Et il y a quatre ans, alors que la Russie accueillait la compétition et au milieu de ce que les enquêteurs ont qualifié de dopage endémique avec la complicité de l'État, les résultats ressemblaient à ceci: États-Unis 26, Russie 14, Kenya 12, Jamaïque et Éthiopie 10 chacune.

« Peut-être que le seul effet positif de la corruption et des scandales passés est qu'il oblige le sport à s'assurer qu'il ne se reproduise plus, a déclaré Travis Tygart, le président de l'Agence américaine antidopage. En fin de compte, c'est une bonne chose pour les athlètes propres. »

Parmi les changements qui ont eu lieu ces deux dernières années :

– La suspension de la fédération d'athlétisme russe. Seulement 19 Russes ont participé aux mondiaux cette année, 100 de moins qu'à Moscou en 2013. Les 19 y ont participé en tant qu'athlètes neutres parce que l'IAAF a déterminé qu'ils s'étaient soumis à des contrôles antidopage appropriés.

– Cinq pays, y compris les puissances que sont le Kenya et l'Éthiopie dans les épreuves de fond, ont été placés sur une liste de surveillance, ce qui signifie qu'ils font l'objet d'une surveillance serrée en raison des procédures laxistes en matière de lutte antidopage dans ces pays. La Jamaïque a également été scrutée de près, ce qui a entraîné la perte de la médaille olympique du relais en 2008 à cause du dopage de l'un des coéquipiers d'Usain Bolt.

– La Fédération internationale (IAAF) a mis en place une autorité indépendante chargée du programme antidopage. Une poignée d'anciens dirigeants de l'IAAF font l'objet d'une enquête pour leur rôle dans la dissimulation de cas de dopage et la corruption s'y rattachant.

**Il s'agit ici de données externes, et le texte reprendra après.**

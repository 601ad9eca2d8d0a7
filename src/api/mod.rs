use std::sync::Arc;

use axum::{
    http::{header, HeaderValue, StatusCode},
    middleware,
    routing::{get, post},
    Router,
};
use tower_http::set_header::SetResponseHeaderLayer;
use tower_http::trace::TraceLayer;

use crate::AppState;

pub mod admin;
pub mod oauth;
pub mod smarthome;

/// Headers the assistant may send cross-origin.
pub const ALLOWED_HEADERS: &str = "Content-Type, Authorization";

/// `/{root}/{segment}` with exactly one slash between the parts.
pub fn join_path(root: &str, segment: &str) -> String {
    let root = root.trim_matches('/');
    if root.is_empty() {
        format!("/{}", segment)
    } else {
        format!("/{}/{}", root, segment)
    }
}

/// Build the full router: cloud routes under `http_root`, the local
/// execution route under `local_root`, `/metrics` and the `/admin` routes.
pub fn router(state: Arc<AppState>) -> Router {
    let root = state.config.http_root.clone();
    let local_root = state.config.local_root.clone();

    let smarthome = Router::new()
        .route(
            &join_path(&root, "smarthome"),
            post(smarthome::cloud).options(smarthome::preflight),
        )
        .route(
            &join_path(&local_root, "smarthome"),
            post(smarthome::local).options(smarthome::preflight),
        )
        .layer(SetResponseHeaderLayer::overriding(
            header::ACCESS_CONTROL_ALLOW_HEADERS,
            HeaderValue::from_static(ALLOWED_HEADERS),
        ));

    let admin = Router::new()
        .route("/admin/tokens/status", get(admin::token_status))
        .route("/admin/tokens/local", get(admin::local_code))
        .route("/admin/tokens/revoke", post(admin::revoke))
        .route("/admin/request-sync", post(admin::request_sync))
        .route("/admin/report-state", post(admin::report_state))
        .layer(middleware::from_fn_with_state(state.clone(), admin::admin_auth));

    Router::new()
        .merge(smarthome)
        .merge(admin)
        .route(&join_path(&root, "check"), get(smarthome::check))
        .route(
            &join_path(&root, "oauth"),
            get(oauth::authorize_page).post(oauth::authorize),
        )
        .route(&join_path(&root, "token"), post(oauth::token))
        .route("/metrics", get(smarthome::metrics))
        .fallback(fallback_404)
        .layer(TraceLayer::new_for_http())
        .with_state(state)
}

async fn fallback_404() -> StatusCode {
    StatusCode::NOT_FOUND
}
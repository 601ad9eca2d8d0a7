//! EXECUTE fan-out: one independent result per (command, device) pair.

use super::types::{CommandResult, ExecutePayload};
use super::Dispatcher;
use crate::devices::{is_online, Execution, States};

impl Dispatcher {
    /// Run every execution of every command group against each of its
    /// devices. Returns the results in request order and the ids whose state
    /// should be reported upstream.
    pub(crate) async fn execute_commands(
        &self,
        payload: &ExecutePayload,
        is_local: bool,
    ) -> (Vec<CommandResult>, Vec<String>) {
        let mut results = Vec::new();
        let mut to_report = Vec::new();

        for group in &payload.commands {
            for execution in &group.execution {
                for device in &group.devices {
                    let (result, report) = self.execute_one(execution, &device.id, is_local).await;
                    self.metrics.record_execute_result(&result.status);
                    if report && !to_report.contains(&device.id) {
                        to_report.push(device.id.clone());
                    }
                    results.push(result);
                }
            }
        }

        (results, to_report)
    }

    async fn execute_one(
        &self,
        execution: &Execution,
        device_id: &str,
        is_local: bool,
    ) -> (CommandResult, bool) {
        let Some(device) = self.registry.device(device_id).await else {
            tracing::warn!(device_id, command = %execution.command, "device not found");
            return (CommandResult::offline(device_id), false);
        };

        let current = device.states().await;
        if !is_online(&current) {
            tracing::warn!(device_id, command = %execution.command, "device is offline");
            return (CommandResult::offline(device_id), false);
        }

        let outcome = device.execute(execution).await;

        // handler answered directly
        if let Some(status) = &outcome.status {
            tracing::debug!(device_id, status = %status, error_code = ?outcome.error_code, "handler returned status");
            let source = if outcome.states.is_empty() {
                &current
            } else {
                &outcome.states
            };
            let mut states = States::new();
            overlay(&mut states, source, outcome.execution_states.as_deref());
            return (
                CommandResult {
                    ids: vec![device_id.to_string()],
                    status: status.clone(),
                    error_code: outcome.error_code.clone(),
                    states,
                    challenge_needed: outcome.challenge_needed.clone(),
                },
                false,
            );
        }

        // Full param set from the handler wins; otherwise only keys the
        // device already tracks are applied.
        let params: States = if outcome.params.is_empty() {
            execution
                .params
                .iter()
                .filter(|(key, _)| current.contains_key(*key))
                .map(|(key, value)| (key.clone(), value.clone()))
                .collect()
        } else {
            outcome.params.clone()
        };
        let applied = Execution {
            command: execution.command.clone(),
            params,
        };
        device.updated(&applied, &outcome, is_local).await;

        let source = if outcome.states.is_empty() {
            device.states().await
        } else {
            outcome.states.clone()
        };
        let mut states = applied.params;
        overlay(&mut states, &source, outcome.execution_states.as_deref());

        tracing::info!(device_id, command = %execution.command, is_local, "command executed");
        (
            CommandResult {
                ids: vec![device_id.to_string()],
                status: "SUCCESS".into(),
                error_code: None,
                states,
                challenge_needed: None,
            },
            outcome.report_state,
        )
    }
}

/// Copy the listed keys that `source` has into `target`.
fn overlay(target: &mut States, source: &States, keys: Option<&[String]>) {
    for key in keys.unwrap_or_default() {
        if let Some(value) = source.get(key) {
            target.insert(key.clone(), value.clone());
        }
    }
}
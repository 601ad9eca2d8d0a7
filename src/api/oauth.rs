//! OAuth2 authorization-code endpoints used for account linking.

use std::sync::Arc;

use axum::{
    extract::{Query, State},
    http::{header, HeaderMap, StatusCode},
    response::{Html, IntoResponse, Response},
    Form, Json,
};
use base64::Engine;
use serde::Deserialize;

use crate::auth::{google, redirect, LoginCredentials, TokenGrant};
use crate::config::AuthMode;
use crate::errors::AppError;
use crate::AppState;

const LOGIN_PAGE: &str = include_str!("login.html");

#[derive(Debug, Deserialize)]
pub struct AuthorizeQuery {
    pub client_id: String,
    pub redirect_uri: String,
    #[serde(default)]
    pub state: Option<String>,
    #[serde(default)]
    pub response_type: Option<String>,
}

#[derive(Deserialize)]
pub struct AuthorizeForm {
    pub client_id: String,
    pub redirect_uri: String,
    #[serde(default)]
    pub state: Option<String>,
    #[serde(default)]
    pub username: Option<String>,
    #[serde(default)]
    pub password: Option<String>,
    #[serde(default)]
    pub id_token: Option<String>,
}

#[derive(Deserialize)]
pub struct TokenForm {
    #[serde(default)]
    pub grant_type: Option<String>,
    #[serde(default)]
    pub code: Option<String>,
    #[serde(default)]
    pub redirect_uri: Option<String>,
    #[serde(default)]
    pub refresh_token: Option<String>,
    #[serde(default)]
    pub client_id: Option<String>,
    #[serde(default)]
    pub client_secret: Option<String>,
}

fn escape_html(raw: &str) -> String {
    let mut out = String::with_capacity(raw.len());
    for c in raw.chars() {
        match c {
            '&' => out.push_str("&amp;"),
            '<' => out.push_str("&lt;"),
            '>' => out.push_str("&gt;"),
            '"' => out.push_str("&quot;"),
            '\'' => out.push_str("&#39;"),
            _ => out.push(c),
        }
    }
    out
}

fn render_login(
    mode: &AuthMode,
    client_id: &str,
    redirect_uri: &str,
    state: Option<&str>,
    error: Option<&str>,
) -> Html<String> {
    let (head, fields) = match mode {
        AuthMode::Local { .. } => (
            String::new(),
            r#"<label for="username">Username</label>
    <input type="text" id="username" name="username" autocomplete="username" required>
    <label for="password">Password</label>
    <input type="password" id="password" name="password" autocomplete="current-password" required>
    <button type="submit">Link</button>"#
                .to_string(),
        ),
        AuthMode::GoogleSignIn {
            client_id: google_client_id,
            ..
        } => (
            r#"<script src="https://accounts.google.com/gsi/client" async defer></script>
  <script>
    function onSignIn(response) {
      document.getElementById('id_token').value = response.credential;
      document.getElementById('login').submit();
    }
  </script>"#
                .to_string(),
            format!(
                r#"<input type="hidden" id="id_token" name="id_token">
    <div id="g_id_onload" data-client_id="{}" data-callback="onSignIn"></div>
    <div class="g_id_signin" data-type="standard"></div>"#,
                escape_html(google_client_id)
            ),
        ),
    };

    Html(
        LOGIN_PAGE
            .replace("{{head}}", &head)
            .replace("{{error}}", &escape_html(error.unwrap_or_default()))
            .replace("{{client_id}}", &escape_html(client_id))
            .replace("{{redirect_uri}}", &escape_html(redirect_uri))
            .replace("{{state}}", &escape_html(state.unwrap_or_default()))
            .replace("{{fields}}", &fields),
    )
}

/// Client id (no secret) and redirect URI checks shared by both authorize handlers.
fn check_authorize_request(
    state: &AppState,
    client_id: &str,
    redirect_uri: &str,
) -> Result<(), AppError> {
    if !state.authority.is_client_valid(client_id, None) {
        return Err(AppError::InvalidClient);
    }
    if !redirect::is_valid_redirect_uri(
        redirect_uri,
        state.authority.project_id(),
        state.config.public_url.as_deref(),
    ) {
        return Err(AppError::MalformedRequest("invalid redirect_uri".into()));
    }
    Ok(())
}

/// GET {root}/oauth: the login page.
pub async fn authorize_page(
    State(state): State<Arc<AppState>>,
    Query(query): Query<AuthorizeQuery>,
) -> Result<Html<String>, AppError> {
    if let Some(response_type) = query.response_type.as_deref() {
        if response_type != "code" {
            return Err(AppError::MalformedRequest(format!(
                "unsupported response_type {}",
                response_type
            )));
        }
    }
    check_authorize_request(&state, &query.client_id, &query.redirect_uri)?;

    Ok(render_login(
        state.authority.auth_mode(),
        &query.client_id,
        &query.redirect_uri,
        query.state.as_deref(),
        None,
    ))
}

/// POST {root}/oauth: check the login and redirect back with a code.
pub async fn authorize(
    State(state): State<Arc<AppState>>,
    Form(form): Form<AuthorizeForm>,
) -> Result<Response, AppError> {
    check_authorize_request(&state, &form.client_id, &form.redirect_uri)?;

    let user = match login_user(&state, &form).await {
        Some(user) => user,
        None => {
            tracing::warn!(client_id = %form.client_id, "login failed");
            let page = render_login(
                state.authority.auth_mode(),
                &form.client_id,
                &form.redirect_uri,
                form.state.as_deref(),
                Some("Login failed, please try again."),
            );
            return Ok((StatusCode::UNAUTHORIZED, page).into_response());
        }
    };

    let code = state.authority.issue_auth_code(&user).await?;

    let mut location = url::Url::parse(&form.redirect_uri)
        .map_err(|e| AppError::MalformedRequest(format!("invalid redirect_uri: {}", e)))?;
    {
        let mut query = location.query_pairs_mut();
        query.append_pair("code", &code);
        if let Some(s) = form.state.as_deref() {
            query.append_pair("state", s);
        }
    }

    tracing::info!(user = %user, "login succeeded, redirecting with code");
    Ok((StatusCode::FOUND, [(header::LOCATION, location.to_string())]).into_response())
}

/// The user the submitted credentials prove, if any.
async fn login_user(state: &AppState, form: &AuthorizeForm) -> Option<String> {
    match state.authority.auth_mode() {
        AuthMode::Local { .. } => {
            let username = form.username.as_deref()?;
            let password = form.password.as_deref()?;
            state
                .authority
                .is_authenticated(&LoginCredentials::Password { username, password })
                .then(|| username.to_string())
        }
        AuthMode::GoogleSignIn { client_id, .. } => {
            let id_token = form.id_token.as_deref()?;
            let claims = match google::verify_id_token(id_token, client_id, &state.jwks_uri).await {
                Ok(claims) => claims,
                Err(e) => {
                    tracing::warn!("Google ID token rejected: {:#}", e);
                    return None;
                }
            };
            if !claims.email_verified {
                tracing::warn!(sub = %claims.sub, "Google account email not verified");
                return None;
            }
            let email = claims.email?;
            let allowed = state
                .authority
                .is_authenticated(&LoginCredentials::VerifiedEmail(&email));
            allowed.then_some(email)
        }
    }
}

/// Client credentials from HTTP Basic, falling back to the form body.
fn client_credentials(
    headers: &HeaderMap,
    form: &TokenForm,
) -> Option<(String, Option<String>)> {
    if let Some(encoded) = headers
        .get(header::AUTHORIZATION)
        .and_then(|v| v.to_str().ok())
        .and_then(|v| v.strip_prefix("Basic "))
    {
        let decoded = base64::engine::general_purpose::STANDARD
            .decode(encoded.trim())
            .ok()?;
        let creds = String::from_utf8(decoded).ok()?;
        let (id, secret) = creds.split_once(':')?;
        return Some((id.to_string(), Some(secret.to_string())));
    }

    let id = form.client_id.clone().filter(|id| !id.is_empty())?;
    Some((id, form.client_secret.clone().filter(|s| !s.is_empty())))
}

/// POST {root}/token
pub async fn token(
    State(state): State<Arc<AppState>>,
    headers: HeaderMap,
    Form(form): Form<TokenForm>,
) -> Result<Json<TokenGrant>, AppError> {
    let grant_type = form.grant_type.clone().unwrap_or_default();

    let result = grant(&state, &headers, &form, &grant_type).await;
    let outcome = match &result {
        Ok(_) => "ok",
        Err(AppError::InvalidGrant) => "invalid_grant",
        Err(AppError::InvalidClient) => "invalid_client",
        Err(_) => "error",
    };
    let label = match grant_type.as_str() {
        "authorization_code" | "refresh_token" => grant_type.as_str(),
        _ => "other",
    };
    state.metrics.record_grant(label, outcome);
    result.map(Json)
}

async fn grant(
    state: &AppState,
    headers: &HeaderMap,
    form: &TokenForm,
    grant_type: &str,
) -> Result<TokenGrant, AppError> {
    // the token endpoint is for the confidential client only: a secret is required
    let (client_id, client_secret) =
        client_credentials(headers, form).ok_or(AppError::InvalidClient)?;
    let Some(client_secret) = client_secret else {
        tracing::warn!(client_id = %client_id, "token request without client secret");
        return Err(AppError::InvalidClient);
    };
    if !state
        .authority
        .is_client_valid(&client_id, Some(&client_secret))
    {
        return Err(AppError::InvalidClient);
    }

    match grant_type {
        "authorization_code" => {
            let code = form
                .code
                .as_deref()
                .ok_or_else(|| AppError::MalformedRequest("missing code".into()))?;
            let redirect_uri = form
                .redirect_uri
                .as_deref()
                .ok_or_else(|| AppError::MalformedRequest("missing redirect_uri".into()))?;
            let grant = state
                .authority
                .exchange_code(code, redirect_uri, state.config.public_url.as_deref())
                .await
                .map_err(|e| {
                    tracing::warn!(client_id = %client_id, "code exchange rejected: {}", e);
                    AppError::from(e)
                })?;
            Ok(grant)
        }
        "refresh_token" => {
            let refresh_token = form
                .refresh_token
                .as_deref()
                .ok_or_else(|| AppError::MalformedRequest("missing refresh_token".into()))?;
            Ok(state.authority.refresh(refresh_token).await?)
        }
        other => Err(AppError::UnsupportedGrantType(other.to_string())),
    }
}
//! In-process device registry loaded from YAML.
//!
//! ```yaml
//! devices:
//!   - id: hood-1
//!     type: action.devices.types.HOOD
//!     traits: [action.devices.traits.OnOff]
//!     name: Kitchen hood
//!     states: { online: true, on: false }
//!     local: true
//! ```

use std::collections::BTreeMap;
use std::path::Path;
use std::sync::Arc;

use anyhow::Context;
use async_trait::async_trait;
use serde::Deserialize;
use serde_json::{json, Map, Value};
use tokio::sync::RwLock;

use super::{CommandOutcome, Device, DeviceRegistry, Execution, States};

const ON_OFF_TRAIT: &str = "action.devices.traits.OnOff";

#[derive(Debug, Clone, Deserialize)]
pub struct DeviceSpec {
    pub id: String,
    #[serde(rename = "type")]
    pub device_type: String,
    #[serde(default)]
    pub traits: Vec<String>,
    pub name: String,
    #[serde(default)]
    pub states: States,
    #[serde(default)]
    pub attributes: States,
    /// Reachable by the local execution app.
    #[serde(default)]
    pub local: bool,
}

#[derive(Debug, Deserialize)]
struct DevicesFile {
    #[serde(default)]
    devices: Vec<DeviceSpec>,
}

/// A device whose commands write their params onto its tracked states.
pub struct SimpleDevice {
    spec: DeviceSpec,
    states: RwLock<States>,
}

impl SimpleDevice {
    pub fn new(mut spec: DeviceSpec) -> Self {
        let states = std::mem::take(&mut spec.states);
        Self {
            spec,
            states: RwLock::new(states),
        }
    }

    /// An OnOff device of any type, e.g. `action.devices.types.HOOD`.
    pub fn on_off(id: &str, name: &str, device_type: &str) -> Self {
        let mut states = States::new();
        states.insert("online".into(), Value::Bool(true));
        states.insert("on".into(), Value::Bool(false));
        Self::new(DeviceSpec {
            id: id.to_string(),
            device_type: device_type.to_string(),
            traits: vec![ON_OFF_TRAIT.to_string()],
            name: name.to_string(),
            states,
            attributes: States::new(),
            local: false,
        })
    }

    pub fn local(mut self, local: bool) -> Self {
        self.spec.local = local;
        self
    }

    pub fn is_local(&self) -> bool {
        self.spec.local
    }

    /// The SYNC record, without the id (the dispatcher adds it).
    pub fn sync_record(&self) -> Value {
        let mut record = json!({
            "type": self.spec.device_type,
            "traits": self.spec.traits,
            "name": { "name": self.spec.name },
            "willReportState": true,
            "attributes": self.spec.attributes,
        });
        if self.spec.local {
            record["otherDeviceIds"] = json!([{ "deviceId": self.spec.id }]);
        }
        record
    }

    pub async fn set_state(&self, key: &str, value: Value) {
        self.states.write().await.insert(key.to_string(), value);
    }
}

#[async_trait]
impl Device for SimpleDevice {
    fn id(&self) -> &str {
        &self.spec.id
    }

    async fn states(&self) -> States {
        self.states.read().await.clone()
    }

    async fn execute(&self, execution: &Execution) -> CommandOutcome {
        let states = self.states.read().await;
        let tracked: Vec<String> = execution
            .params
            .keys()
            .filter(|key| states.contains_key(*key))
            .cloned()
            .collect();

        if !execution.params.is_empty() && tracked.is_empty() {
            tracing::warn!(
                device_id = %self.spec.id,
                command = %execution.command,
                "command has no params this device tracks"
            );
            return CommandOutcome::error("functionNotSupported");
        }

        let mut execution_states = tracked;
        execution_states.push("online".to_string());
        CommandOutcome {
            execution_states: Some(execution_states),
            ..Default::default()
        }
    }

    async fn updated(&self, execution: &Execution, _outcome: &CommandOutcome, is_local: bool) {
        let mut states = self.states.write().await;
        for (key, value) in &execution.params {
            states.insert(key.clone(), value.clone());
        }
        tracing::debug!(
            device_id = %self.spec.id,
            command = %execution.command,
            is_local,
            "device states updated"
        );
    }
}

/// Registry over a fixed set of `SimpleDevice`s.
#[derive(Default)]
pub struct MemoryRegistry {
    devices: BTreeMap<String, Arc<SimpleDevice>>,
}

impl MemoryRegistry {
    pub fn new(devices: impl IntoIterator<Item = SimpleDevice>) -> Self {
        Self {
            devices: devices
                .into_iter()
                .map(|d| (d.spec.id.clone(), Arc::new(d)))
                .collect(),
        }
    }

    pub fn from_yaml_str(yaml: &str) -> anyhow::Result<Self> {
        let file: DevicesFile = serde_yaml::from_str(yaml).context("invalid devices YAML")?;
        let mut registry = Self::default();
        for spec in file.devices {
            if registry.devices.contains_key(&spec.id) {
                anyhow::bail!("duplicate device id '{}'", spec.id);
            }
            registry
                .devices
                .insert(spec.id.clone(), Arc::new(SimpleDevice::new(spec)));
        }
        Ok(registry)
    }

    pub async fn from_file(path: &Path) -> anyhow::Result<Self> {
        let yaml = tokio::fs::read_to_string(path)
            .await
            .with_context(|| format!("failed to read {}", path.display()))?;
        let registry = Self::from_yaml_str(&yaml)?;
        tracing::info!(devices = registry.len(), path = %path.display(), "devices loaded");
        Ok(registry)
    }

    pub fn len(&self) -> usize {
        self.devices.len()
    }

    pub fn is_empty(&self) -> bool {
        self.devices.is_empty()
    }

    pub fn get(&self, id: &str) -> Option<Arc<SimpleDevice>> {
        self.devices.get(id).cloned()
    }
}

#[async_trait]
impl DeviceRegistry for MemoryRegistry {
    async fn properties(&self) -> anyhow::Result<Map<String, Value>> {
        Ok(self
            .devices
            .iter()
            .map(|(id, device)| (id.clone(), device.sync_record()))
            .collect())
    }

    async fn states(&self, ids: &[String]) -> anyhow::Result<Map<String, Value>> {
        let mut out = Map::new();
        for id in ids {
            let states = match self.devices.get(id) {
                Some(device) => Value::Object(Device::states(device.as_ref()).await),
                None => json!({ "online": false }),
            };
            out.insert(id.clone(), states);
        }
        Ok(out)
    }

    async fn device(&self, id: &str) -> Option<Arc<dyn Device>> {
        self.devices
            .get(id)
            .map(|device| device.clone() as Arc<dyn Device>)
    }

    async fn reachable_devices(&self) -> anyhow::Result<Vec<Value>> {
        Ok(self
            .devices
            .values()
            .filter(|device| device.is_local())
            .map(|device| json!({ "verificationId": device.spec.id }))
            .collect())
    }
}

« Nous devons être ouverts à ce sujet, a déclaré le président de l'IAAF, Sebastian Coe. Il y a eu des préjudices au sport disproportionnés par rapport au nombre relativement restreint de nations, et nous devons simplement en tenir compte. »

Signe de la volonté de l'IAAF d'aborder le problème de front, les mondiaux ont commencé par la réattribution des médailles de 11 épreuves datant de 2007.

« Il n'est pas seulement question de la Russie, mais parfois tu te dis en te présentant à une compétition, "ai-je une chance raisonnable? Si je fais la bonne chose, est-ce que tous les autres le font aussi?" » a mentionné la sprinteuse américaine Natasha Hastings, qui a reçu la médaille d'or du relais réattribuée de 2013.

C'est un refrain partagé au sein de la délégation des États-Unis, où les athlètes sont largement considérés comme soumis à l'un des programmes antidopage les plus rigoureux au monde.

« Il n'est pas rare que les athlètes de notre groupe d'entraînement soient testés tous les mois, a déclaré l'entraîneur américain Loren Seagrave, qui s'occupe des athlètes de plusieurs pays. À certaines occasions, tu es testé un jour, et ils reviennent à nouveau le lendemain. Je pense qu'ils sont aussi vigilants qu'ils le peuvent. »

Bien sûr, il est difficile de lier tous ces chiffres à la question du dopage ou de supposer que tous les problèmes sont résolus. De Marion Jones à Tim Montgomery en passant par Tyson Gay, les Américains ont un historique de dopage, illustré clairement aux mondiaux par la réaction des amateurs envers Justin Gatlin. Le champion du 100 mètres a été vertement conspué en raison de son passé de dopage – il a purgé deux suspensions.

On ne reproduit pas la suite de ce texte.